:: TASK REQUIREMENTS ::
Filter the entries down to the lines holding "unwrap", then copy those lines.
[[ DATA TO PROCESS open ]]
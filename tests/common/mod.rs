#![allow(dead_code)]

use chrono::{DateTime, Duration, FixedOffset, NaiveDate};
use progresslog_lib::reports::DailyReport;

pub fn start_date() -> NaiveDate {
    NaiveDate::from_ymd_opt(2025, 1, 1).unwrap()
}

/// Report for `day`, dated `day - 1` days after 2025-01-01.
pub fn report(day: u32, score: u8, mood: &str) -> DailyReport {
    DailyReport {
        day,
        date: start_date() + Duration::days(day as i64 - 1),
        title: format!("Day {}", day),
        content: format!("# Day {}\n\nNotes.", day),
        productivity_score: score,
        mood: mood.to_string(),
        achievements: Vec::new(),
        logged_at: None,
    }
}

pub fn with_achievements(mut report: DailyReport, count: usize) -> DailyReport {
    report.achievements = (0..count).map(|i| format!("achievement {}", i)).collect();
    report
}

pub fn logged_at(mut report: DailyReport, rfc3339: &str) -> DailyReport {
    report.logged_at = Some(DateTime::<FixedOffset>::parse_from_rfc3339(rfc3339).unwrap());
    report
}

/// Reports for days 1..=n with the given scores.
pub fn reports_with_scores(scores: &[u8]) -> Vec<DailyReport> {
    scores
        .iter()
        .enumerate()
        .map(|(i, score)| report(i as u32 + 1, *score, "good"))
        .collect()
}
[[ DATA TO PROCESS closed ]]
:: RESPONSE TO THIS EXERCISE ::
    NaiveDate::from_ymd_opt(2025, 1, 1).unwrap()
    report.logged_at = Some(DateTime::<FixedOffset>::parse_from_rfc3339(rfc3339).unwrap());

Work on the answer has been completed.